◆ Work task
Out of the records below, copy all lines in which the word "ClientOptions" occurs.

Recorded data
_____

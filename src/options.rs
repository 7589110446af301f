/// Configures HTTP timeout and retry behavior.
#[derive(Clone, Debug, Eq, PartialEq)]
pub struct ClientOptions {
    /// Per-attempt transport timeout in milliseconds.
    pub timeout_ms: u64,
    /// Maximum number of attempts per call, the first send included.
    pub max_attempts: usize,
    /// Base retry backoff in milliseconds (exponential strategy).
    pub retry_backoff_ms: u64,
    /// Treat transport deadline expiry as retryable instead of fatal.
    pub retry_timeouts: bool,
}

impl Default for ClientOptions {
    fn default() -> Self {
        Self {
            timeout_ms: 10_000,
            max_attempts: 5,
            retry_backoff_ms: 100,
            retry_timeouts: false,
        }
    }
}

_____

◆ Your response
pub struct ClientOptions {
impl Default for ClientOptions {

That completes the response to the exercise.